REQUIRED ACTION:
After locating the line that contains "kernel command line" in the records below, write out exactly that line and each line after it through the one that contains "let mut config", and nothing else.

(Source records)

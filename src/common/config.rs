//! Configuration file handling

use serde::Deserialize;
use std::path::PathBuf;

use super::paths::{self, config_path};
use super::Result;

/// Environment variable that overrides the cache root
pub const CACHE_DIR_ENV: &str = "FUNCTEST_CACHE_DIR";

/// Environment variable that forbids network downloads when set
pub const NO_DOWNLOAD_ENV: &str = "FUNCTEST_NO_DOWNLOAD";

/// Main configuration structure
#[derive(Debug, Deserialize, Default, Clone)]
pub struct Config {
    /// Asset cache settings
    #[serde(default)]
    pub cache: CacheConfig,

    /// Timeout settings
    #[serde(default)]
    pub timeouts: Timeouts,

    /// Console settings
    #[serde(default)]
    pub console: ConsoleConfig,

    /// Emulator settings
    #[serde(default)]
    pub vm: VmConfig,

    /// Guest kernel defaults
    #[serde(default)]
    pub kernel: KernelConfig,
}

/// Asset cache settings
#[derive(Debug, Deserialize, Clone)]
pub struct CacheConfig {
    /// Cache root; defaults to the platform cache directory
    pub dir: Option<PathBuf>,

    /// Extra download attempts after a transient failure
    #[serde(default = "default_retries")]
    pub retries: u32,

    /// Initial retry backoff, doubled after each attempt
    #[serde(default = "default_backoff_ms")]
    pub backoff_ms: u64,

    /// Whether cache misses may go to the network
    #[serde(default = "default_true")]
    pub allow_download: bool,

    /// Re-hash files found on disk before trusting them
    #[serde(default = "default_true")]
    pub verify_cached: bool,

    /// Show a progress bar while downloading
    #[serde(default = "default_true")]
    pub progress: bool,
}

impl Default for CacheConfig {
    fn default() -> Self {
        Self {
            dir: None,
            retries: default_retries(),
            backoff_ms: default_backoff_ms(),
            allow_download: true,
            verify_cached: true,
            progress: true,
        }
    }
}

fn default_retries() -> u32 {
    3
}
fn default_backoff_ms() -> u64 {
    500
}
fn default_true() -> bool {
    true
}

/// Timeout settings in seconds
#[derive(Debug, Deserialize, Clone)]
pub struct Timeouts {
    /// Default deadline for a console pattern wait
    #[serde(default = "default_console_wait")]
    pub console_wait_secs: u64,

    /// Default deadline for the VM to exit after a shutdown command
    #[serde(default = "default_shutdown")]
    pub shutdown_secs: u64,

    /// Overall deadline for a single download attempt
    #[serde(default = "default_download")]
    pub download_secs: u64,

    /// TCP connect timeout for downloads
    #[serde(default = "default_connect")]
    pub connect_secs: u64,
}

impl Default for Timeouts {
    fn default() -> Self {
        Self {
            console_wait_secs: default_console_wait(),
            shutdown_secs: default_shutdown(),
            download_secs: default_download(),
            connect_secs: default_connect(),
        }
    }
}

fn default_console_wait() -> u64 {
    900
}
fn default_shutdown() -> u64 {
    120
}
fn default_download() -> u64 {
    1800
}
fn default_connect() -> u64 {
    30
}

/// Console buffer configuration
#[derive(Debug, Deserialize, Clone)]
pub struct ConsoleConfig {
    /// Ceiling for buffered console output, oldest bytes are dropped first
    #[serde(default = "default_max_buffer_kb")]
    pub max_buffer_kb: usize,

    /// Bytes of console output attached to failures
    #[serde(default = "default_tail_bytes")]
    pub tail_bytes: usize,

    /// Terminator appended to every command line
    #[serde(default = "default_line_terminator")]
    pub line_terminator: String,

    /// Directory receiving raw console logs, one file per scenario
    pub log_dir: Option<PathBuf>,
}

impl Default for ConsoleConfig {
    fn default() -> Self {
        Self {
            max_buffer_kb: default_max_buffer_kb(),
            tail_bytes: default_tail_bytes(),
            line_terminator: default_line_terminator(),
            log_dir: None,
        }
    }
}

fn default_max_buffer_kb() -> usize {
    1024
}
fn default_tail_bytes() -> usize {
    2048
}
fn default_line_terminator() -> String {
    "\r".to_string()
}

/// Emulator binary configuration
#[derive(Debug, Deserialize, Clone)]
pub struct VmConfig {
    /// Emulator executable, absolute or looked up on PATH
    #[serde(default = "default_vm_binary")]
    pub binary: String,

    /// Arguments passed before the per-scenario ones
    #[serde(default)]
    pub args: Vec<String>,
}

impl Default for VmConfig {
    fn default() -> Self {
        Self {
            binary: default_vm_binary(),
            args: Vec::new(),
        }
    }
}

fn default_vm_binary() -> String {
    "qemu-system-mips".to_string()
}

/// Guest kernel defaults
#[derive(Debug, Deserialize, Clone)]
pub struct KernelConfig {
    /// Prefix for every kernel command line
    #[serde(default = "default_common_command_line")]
    pub common_command_line: String,
}

impl Default for KernelConfig {
    fn default() -> Self {
        Self {
            common_command_line: default_common_command_line(),
        }
    }
}

fn default_common_command_line() -> String {
    "printk.time=0 ".to_string()
}

impl Config {
    /// Load configuration from the default config file
    ///
    /// Returns default configuration if file doesn't exist
    pub fn load() -> Result<Self> {
        let mut config = match config_path() {
            Some(path) if path.exists() => Self::load_from(&path)?,
            _ => Self::default(),
        };
        config.apply_env();
        Ok(config)
    }

    /// Load configuration from an explicit file
    pub fn load_from(path: &std::path::Path) -> Result<Self> {
        let content = std::fs::read_to_string(path).map_err(|e| super::Error::FileRead {
            path: path.display().to_string(),
            error: e.to_string(),
        })?;
        toml::from_str(&content).map_err(|e| super::Error::ConfigParse(e.to_string()))
    }

    /// Apply environment overrides on top of file settings
    pub fn apply_env(&mut self) {
        if let Some(dir) = std::env::var_os(CACHE_DIR_ENV) {
            self.cache.dir = Some(PathBuf::from(dir));
        }
        if std::env::var_os(NO_DOWNLOAD_ENV).is_some() {
            self.cache.allow_download = false;
        }
    }

    /// Resolved cache root
    pub fn cache_dir(&self) -> Result<PathBuf> {
        self.cache
            .dir
            .clone()
            .or_else(paths::cache_dir)
            .ok_or_else(|| super::Error::Config("Cannot determine a cache directory".to_string()))
    }

    /// Resolve the emulator binary, searching PATH for bare names
    pub fn vm_binary(&self) -> Result<PathBuf> {
        let binary = PathBuf::from(&self.vm.binary);
        if binary.components().count() > 1 {
            return Ok(binary);
        }
        which::which(&self.vm.binary).map_err(|_| {
            super::Error::Config(format!("Emulator '{}' not found on PATH", self.vm.binary))
        })
    }
}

RESPONSE AREA:
    /// Prefix for every kernel command line
    #[serde(default = "default_common_command_line")]
    pub common_command_line: String,
}

impl Default for KernelConfig {
    fn default() -> Self {
        Self {
            common_command_line: default_common_command_line(),
        }
    }
}

fn default_common_command_line() -> String {
    "printk.time=0 ".to_string()
}

impl Config {
    /// Load configuration from the default config file
    ///
    /// Returns default configuration if file doesn't exist
    pub fn load() -> Result<Self> {
        let mut config = match config_path() {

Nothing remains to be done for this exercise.